* _PROBLEM TO SOLVE_: The entries below are to be copied exactly, with nothing left out.

* _INPUT MATERIAL_:
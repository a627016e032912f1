//! End-to-end stripping of files on disk
//!
//! Each test writes a fixture into a temp directory, runs the stripper
//! against it, and checks the rewritten file.

use fieldstrip::{strip, FieldPattern, FieldStripper, StripError, WriteMode};
use std::fs;
use std::path::PathBuf;
use tempfile::TempDir;

fn fixture(content: &str) -> (TempDir, PathBuf) {
    let dir = tempfile::tempdir().unwrap();
    let path = dir.path().join("import-facts.js");
    fs::write(&path, content).unwrap();
    (dir, path)
}

fn strip_file(content: &str) -> String {
    let (_dir, path) = fixture(content);
    strip(&path).unwrap();
    fs::read_to_string(&path).unwrap()
}

const FACTS: &str = r#"const data = [
    { "date": "01-01", "history": "2002年1月1日，歐元開始流通。", "source": "維基百科、國家地理" },
    { "date": "01-02", "history": "1959年1月2日，月球1號發射。",
      "source": "維基百科" },
    { "date": "01-03", "animalFact": "游隼時速可達390公里。" }
];
"#;

// --- Scenario 1: field in the middle of an object ---

#[test]
fn middle_field_is_removed_with_its_comma() {
    let out = strip_file(r#"{"id": 1, "source": "web", "name": "x"}"#);
    assert_eq!(out, r#"{"id": 1, "name": "x"}"#);
}

// --- Scenario 2: field opens its object ---

#[test]
fn leading_field_leaves_the_following_comma() {
    // The rule only consumes a comma before the key, so the separator
    // after a leading field stays behind.
    let out = strip_file(r#"{"source": "web", "id": 1}"#);
    assert_eq!(out, r#"{, "id": 1}"#);
}

// --- Scenario 3: several objects in one file ---

#[test]
fn fields_in_separate_objects_are_removed_independently() {
    let out = strip_file(FACTS);
    let expected = r#"const data = [
    { "date": "01-01", "history": "2002年1月1日，歐元開始流通。" },
    { "date": "01-02", "history": "1959年1月2日，月球1號發射。" },
    { "date": "01-03", "animalFact": "游隼時速可達390公里。" }
];
"#;
    assert_eq!(out, expected);
}

// --- Scenario 4: nothing to remove ---

#[test]
fn document_without_field_is_byte_identical() {
    let input = "{ \"id\": 1,\r\n\t\"name\": \"x\" }\n\n// trailing comment\n";
    let (_dir, path) = fixture(input);
    let report = strip(&path).unwrap();
    assert_eq!(report.removed, 0);
    assert!(report.written);
    assert_eq!(fs::read(&path).unwrap(), input.as_bytes());
}

// --- Scenario 5: unterminated value ---

#[test]
fn unterminated_value_runs_to_next_quote() {
    let input = "{\"id\": 1, \"source\": \"web, \"name\": \"x\"}\n{\"id\": 2, \"source\": \"open";
    let (_dir, path) = fixture(input);
    strip(&path).unwrap();
    let out = fs::read_to_string(&path).unwrap();

    // The first value ends at the quote that opens "name", which goes with it.
    // The second value never closes and is left alone, as is its object.
    assert_eq!(out, "{\"id\": 1name\": \"x\"}\n{\"id\": 2, \"source\": \"open");
    assert!(out.contains("{\"id\": 2"));
    assert!(out.ends_with("\"source\": \"open"));
}

#[test]
fn lone_unterminated_value_is_untouched() {
    let input = r#"{"id": 1, "source": "never closed}"#;
    assert_eq!(strip_file(input), input);
}

// --- Properties ---

#[test]
fn stripping_twice_matches_stripping_once() {
    let (_dir, path) = fixture(FACTS);
    strip(&path).unwrap();
    let once = fs::read_to_string(&path).unwrap();

    let report = strip(&path).unwrap();
    let twice = fs::read_to_string(&path).unwrap();

    assert_eq!(once, twice);
    assert_eq!(report.removed, 0);
    assert!(report.written, "second pass still rewrites the file");
}

#[test]
fn no_occurrence_survives() {
    let out = strip_file(FACTS);
    assert!(!FieldPattern::source().is_match(&out));
    assert!(!out.contains("\"source\""));
}

#[test]
fn other_fields_keep_content_and_order() {
    let out = strip_file(FACTS);
    let keys: Vec<_> = ["\"date\": \"01-01\"", "\"history\"", "\"date\": \"01-02\"", "\"animalFact\""]
        .iter()
        .map(|k| out.find(k).unwrap_or_else(|| panic!("{k} missing")))
        .collect();
    assert!(keys.windows(2).all(|w| w[0] < w[1]));
}

// --- Configuration ---

#[test]
fn atomic_mode_produces_same_output() {
    let (_dir, path) = fixture(FACTS);
    FieldStripper::new()
        .with_write_mode(WriteMode::Atomic)
        .strip(&path)
        .unwrap();
    assert_eq!(fs::read_to_string(&path).unwrap(), strip_file(FACTS));
}

#[test]
fn custom_field_leaves_source_alone() {
    let (_dir, path) = fixture(r#"{"id": 1, "source": "web", "note": "tmp"}"#);
    let report = FieldStripper::new()
        .with_field("note")
        .unwrap()
        .strip(&path)
        .unwrap();
    assert_eq!(report.field, "note");
    assert_eq!(
        fs::read_to_string(&path).unwrap(),
        r#"{"id": 1, "source": "web"}"#
    );
}

// --- Failures ---

#[test]
fn missing_file_fails_without_creating_it() {
    let dir = tempfile::tempdir().unwrap();
    let path = dir.path().join("import-facts.js");
    let err = strip(&path).unwrap_err();
    assert!(matches!(err, StripError::Read { .. }));
    assert!(!path.exists());
}

#[test]
fn non_utf8_file_is_left_unchanged() {
    let dir = tempfile::tempdir().unwrap();
    let path = dir.path().join("import-facts.js");
    let bytes = b"{\"source\": \"\xff\"}".to_vec();
    fs::write(&path, &bytes).unwrap();

    let err = strip(&path).unwrap_err();
    assert!(matches!(err, StripError::Decode { .. }));
    assert_eq!(fs::read(&path).unwrap(), bytes);
}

* _REPLY_:
repository a627016e032912f1
//! End-to-end stripping of files on disk
//!
//! Each test writes a fixture into a temp directory, runs the stripper
//! against it, and checks the rewritten file.

use fieldstrip::{strip, FieldPattern, FieldStripper, StripError, WriteMode};
use std::fs;
use std::path::PathBuf;
use tempfile::TempDir;

fn fixture(content: &str) -> (TempDir, PathBuf) {
    let dir = tempfile::tempdir().unwrap();
    let path = dir.path().join("import-facts.js");
    fs::write(&path, content).unwrap();
    (dir, path)
}

fn strip_file(content: &str) -> String {
    let (_dir, path) = fixture(content);
    strip(&path).unwrap();
    fs::read_to_string(&path).unwrap()
}

const FACTS: &str = r#"const data = [
    { "date": "01-01", "history": "2002年1月1日，歐元開始流通。", "source": "維基百科、國家地理" },
    { "date": "01-02", "history": "1959年1月2日，月球1號發射。",
      "source": "維基百科" },
    { "date": "01-03", "animalFact": "游隼時速可達390公里。" }
];
"#;

// --- Scenario 1: field in the middle of an object ---

#[test]
fn middle_field_is_removed_with_its_comma() {
    let out = strip_file(r#"{"id": 1, "source": "web", "name": "x"}"#);
    assert_eq!(out, r#"{"id": 1, "name": "x"}"#);
}

// --- Scenario 2: field opens its object ---

#[test]
fn leading_field_leaves_the_following_comma() {
    // The rule only consumes a comma before the key, so the separator
    // after a leading field stays behind.
    let out = strip_file(r#"{"source": "web", "id": 1}"#);
    assert_eq!(out, r#"{, "id": 1}"#);
}

// --- Scenario 3: several objects in one file ---

#[test]
fn fields_in_separate_objects_are_removed_independently() {
    let out = strip_file(FACTS);
    let expected = r#"const data = [
    { "date": "01-01", "history": "2002年1月1日，歐元開始流通。" },
    { "date": "01-02", "history": "1959年1月2日，月球1號發射。" },
    { "date": "01-03", "animalFact": "游隼時速可達390公里。" }
];
"#;
    assert_eq!(out, expected);
}

// --- Scenario 4: nothing to remove ---

#[test]
fn document_without_field_is_byte_identical() {
    let input = "{ \"id\": 1,\r\n\t\"name\": \"x\" }\n\n// trailing comment\n";
    let (_dir, path) = fixture(input);
    let report = strip(&path).unwrap();
    assert_eq!(report.removed, 0);
    assert!(report.written);
    assert_eq!(fs::read(&path).unwrap(), input.as_bytes());
}

// --- Scenario 5: unterminated value ---

#[test]
fn unterminated_value_runs_to_next_quote() {
    let input = "{\"id\": 1, \"source\": \"web, \"name\": \"x\"}\n{\"id\": 2, \"source\": \"open";
    let (_dir, path) = fixture(input);
    strip(&path).unwrap();
    let out = fs::read_to_string(&path).unwrap();

    // The first value ends at the quote that opens "name", which goes with it.
    // The second value never closes and is left alone, as is its object.
    assert_eq!(out, "{\"id\": 1name\": \"x\"}\n{\"id\": 2, \"source\": \"open");
    assert!(out.contains("{\"id\": 2"));
    assert!(out.ends_with("\"source\": \"open"));
}

#[test]
fn lone_unterminated_value_is_untouched() {
    let input = r#"{"id": 1, "source": "never closed}"#;
    assert_eq!(strip_file(input), input);
}

// --- Properties ---

#[test]
fn stripping_twice_matches_stripping_once() {
    let (_dir, path) = fixture(FACTS);
    strip(&path).unwrap();
    let once = fs::read_to_string(&path).unwrap();

    let report = strip(&path).unwrap();
    let twice = fs::read_to_string(&path).unwrap();

    assert_eq!(once, twice);
    assert_eq!(report.removed, 0);
    assert!(report.written, "second pass still rewrites the file");
}

#[test]
fn no_occurrence_survives() {
    let out = strip_file(FACTS);
    assert!(!FieldPattern::source().is_match(&out));
    assert!(!out.contains("\"source\""));
}

#[test]
fn other_fields_keep_content_and_order() {
    let out = strip_file(FACTS);
    let keys: Vec<_> = ["\"date\": \"01-01\"", "\"history\"", "\"date\": \"01-02\"", "\"animalFact\""]
        .iter()
        .map(|k| out.find(k).unwrap_or_else(|| panic!("{k} missing")))
        .collect();
    assert!(keys.windows(2).all(|w| w[0] < w[1]));
}

// --- Configuration ---

#[test]
fn atomic_mode_produces_same_output() {
    let (_dir, path) = fixture(FACTS);
    FieldStripper::new()
        .with_write_mode(WriteMode::Atomic)
        .strip(&path)
        .unwrap();
    assert_eq!(fs::read_to_string(&path).unwrap(), strip_file(FACTS));
}

#[test]
fn custom_field_leaves_source_alone() {
    let (_dir, path) = fixture(r#"{"id": 1, "source": "web", "note": "tmp"}"#);
    let report = FieldStripper::new()
        .with_field("note")
        .unwrap()
        .strip(&path)
        .unwrap();
    assert_eq!(report.field, "note");
    assert_eq!(
        fs::read_to_string(&path).unwrap(),
        r#"{"id": 1, "source": "web"}"#
    );
}

// --- Failures ---

#[test]
fn missing_file_fails_without_creating_it() {
    let dir = tempfile::tempdir().unwrap();
    let path = dir.path().join("import-facts.js");
    let err = strip(&path).unwrap_err();
    assert!(matches!(err, StripError::Read { .. }));
    assert!(!path.exists());
}

#[test]
fn non_utf8_file_is_left_unchanged() {
    let dir = tempfile::tempdir().unwrap();
    let path = dir.path().join("import-facts.js");
    let bytes = b"{\"source\": \"\xff\"}".to_vec();
    fs::write(&path, &bytes).unwrap();

    let err = strip(&path).unwrap_err();
    assert!(matches!(err, StripError::Decode { .. }));
    assert_eq!(fs::read(&path).unwrap(), bytes);
}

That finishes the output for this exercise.